Summary and Overall Comments:
The authors describe their approach for improving ICON-CLM (for a regional domain), with a particular focus on integrating more objective tuning efforts into the model optimization approach (which is exciting to see). Up to now, a more automated tuning method has not been used, and this addition is valuable and in line with broader community efforts to make tuning more objective. With respect to the model, the authors are particularly aiming to reduce overestimation of incoming SW and too low 2-m temperature biases as part of overall optimization efforts. The paper is mostly OK as written (recommend somewhere between minor and major revision), and I hesitate to recommend more as it is already long (with ~20 figures and ~10 tables), but I do think it is worthwhile to clarify throughout exactly how they view or partition tuning into “expert” and “objective” components because even objective tuning requires decisions on parameters and metrics provided by experts (the ‘computer’ itself does not decide on parameters and metrics, and thus the results are human dependent too). I think of tuning from the perspective of advances in automation and AI enabling more parameters and metrics to be considered (with the whole process more efficient), but with experts always involved in deciding on which parameters to tune & metrics to tune against -- I do not think tuning is fully separated which the paper seems to maybe imply as a new approach (although perhaps that is accidental, and only minor wording changes are needed throughout?). Additional general comments/questions are laid out below.
General Comments:
1.
Figure 1 is very helpful, but it contains quite a bit of text and acronyms, and I am still not certain I understand the formal steps at arriving at tuning that is a balance of expert judgment and objective tuning. Existing automated tuning (or auto-calibration) efforts are not trying to silo the two efforts, necessarily. Are the authors proposing a new way for merging the two aspects of tuning that CURRENT autotuning or autocalibration efforts are not considering? At present, as it exists, autotuning still implies expert involvement (because someone has to choose the parameters and metrics they compare against) – thus, the comment around line 892, and elsewhere – “LiMMo tuning cannot achieve the same model quality as expert tuning” – sort of assumes that LiMMo is determining things on its own, but if you coded up the same features that the experts are looking at, couldn’t LiMMo do better? I do not fully understand the implied extent of separation between experts and objective tuning as being referenced throughout.
2.
In the tuning strategy – it is mentioned that the tuning effects of combined parameter changes involves experts – how exactly is this done?
3.
How is structural error in the model accounted for? How is it ensured that parameter tuning is not compensating for structural errors or is a possible compensation not a concern in their modeling efforts/goals?
4.
For the observations used in the tuning, is there any concern about observational uncertainty and its role in the parameter tuning process? Are all the observations, many of which are retrievals, “truthful” enough or would accounting for uncertainty in the process influence the parameter settings?
5.
How sensitive are results to the weighting chosen? (referencing the weights in Table 2)
6.
The authors note the value of a new score (ScoPi) but only an in-press (I think) publication is provided. This should be laid out in the paper as it seems a key point when scoring across (or accounting for) very different metrics, or at least, key equations and text relevant to this need to be provided in a supplement.
7.
It was hard to keep track of, but this paper has a lot of acronyms that may not have always been defined initially; please check that undefined/unintroduced acronyms are defined before revision.

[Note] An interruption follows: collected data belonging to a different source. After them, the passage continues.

// One sound layer on a pad, and where its audio comes from.

use serde::{Deserialize, Serialize};

#[derive(Clone, Copy, Debug, PartialEq, Eq, Hash, Serialize, Deserialize)]
#[serde(rename_all = "lowercase")]
pub enum SourceKind {
    Predefined, // shipped with the app, usually a relative path on disk
    Uploaded,   // user upload, lives in object storage
    Live,       // live recording, also in object storage
}

/// Where a sound's bytes originally live. Decided once, when the sound
/// enters the core, so nothing downstream has to sniff strings.
#[derive(Clone, Debug, PartialEq, Eq, Hash)]
pub enum StoredPath {
    /// relative to the project directory, fetchable as-is
    Local(String),
    /// an object in the storage backend; needs a signed url to fetch
    Storage(String),
}

const STORAGE_SCHEMES: [&str; 3] = ["gs://", "s3://", "storage://"];

impl StoredPath {
    pub fn classify(kind: SourceKind, raw: &str) -> Self {
        let raw = raw.trim();
        match kind {
            // uploads and recordings only ever live in the bucket
            SourceKind::Uploaded | SourceKind::Live => StoredPath::Storage(raw.to_string()),
            SourceKind::Predefined => {
                if STORAGE_SCHEMES.iter().any(|s| raw.starts_with(s)) {
                    StoredPath::Storage(raw.to_string())
                } else {
                    StoredPath::Local(raw.to_string())
                }
            }
        }
    }

    pub fn as_str(&self) -> &str {
        match self {
            StoredPath::Local(p) | StoredPath::Storage(p) => p,
        }
    }
}

#[derive(Clone, Debug, PartialEq)]
pub struct PadSound {
    pub sound_id: String, // join key for pads, colors and the buffer cache
    pub sound_name: String,
    pub stored_path: Option<StoredPath>,
    pub playable_url: Option<String>, // already resolved, if someone did that for us
    pub kind: SourceKind,
    pub color: String, // palette token
}

impl PadSound {
    pub fn new(sound_id: impl Into<String>, sound_name: impl Into<String>, kind: SourceKind) -> Self {
        Self {
            sound_id: sound_id.into(),
            sound_name: sound_name.into(),
            stored_path: None,
            playable_url: None,
            kind,
            color: String::new(),
        }
    }

    pub fn with_stored_path(mut self, raw: &str) -> Self {
        self.stored_path = Some(StoredPath::classify(self.kind, raw));
        self
    }

    pub fn with_playable_url(mut self, url: impl Into<String>) -> Self {
        self.playable_url = Some(url.into());
        self
    }

    pub fn with_color(mut self, color: impl Into<String>) -> Self {
        self.color = color.into();
        self
    }
}

#[cfg(test)]
mod tests {
    use super::*;

    #[test]
    fn predefined_paths_are_local_unless_they_name_a_bucket() {
        assert_eq!(
            StoredPath::classify(SourceKind::Predefined, "sounds/kick.wav"),
            StoredPath::Local("sounds/kick.wav".into())
        );
        assert_eq!(
            StoredPath::classify(SourceKind::Predefined, "gs://bucket/kick.wav"),
            StoredPath::Storage("gs://bucket/kick.wav".into())
        );
    }

    #[test]
    fn uploads_are_always_storage() {
        // no scheme, but it's still an object path
        assert_eq!(
            StoredPath::classify(SourceKind::Uploaded, "sounds/u123/clap.wav"),
            StoredPath::Storage("sounds/u123/clap.wav".into())
        );
        assert!(matches!(
            StoredPath::classify(SourceKind::Live, "live/rec1.wav"),
            StoredPath::Storage(_)
        ));
    }
}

Addressing some of my general comments above only would add length to the paper, and I do wonder if some parts in the existing manuscript overall can be moved to a supplementary section (?).
Specific comments:
Line 3 in abstract: RCM acronym not defined yet, assume it is “regional climate modeling”, as introduced in first line.
Line 8: The following text/sentence is confusing to me. Additionally, it is not obvious what a “more efficient parameter combination” is -- can the sentence below be rewritten more clearly?
“Comparing the results of optimisation by expert judgement with LiMMo showed that the latter not only confirms the expert judgement focusing on a priori known highly sensitive parameters, but additionally, it allows a model configuration fine-tuning with an explicit control over the tuning process and makes parameter combinations more efficient.”
Line 13: what does it mean to say the new “configuration could only be reached by using revised datasets” – isn’t the new configuration related to optimized parameter combinations?
Line 15: The paper suggests an iteration between expert and objective tuning efforts, which to me does not exactly suggest “community-based coordinated parameter tuning” as written in the abstract. What does community-based mean as written here? Is this the appropriate wording?
Line 193: “further fine-tune the” should be “further fine-tuning of the”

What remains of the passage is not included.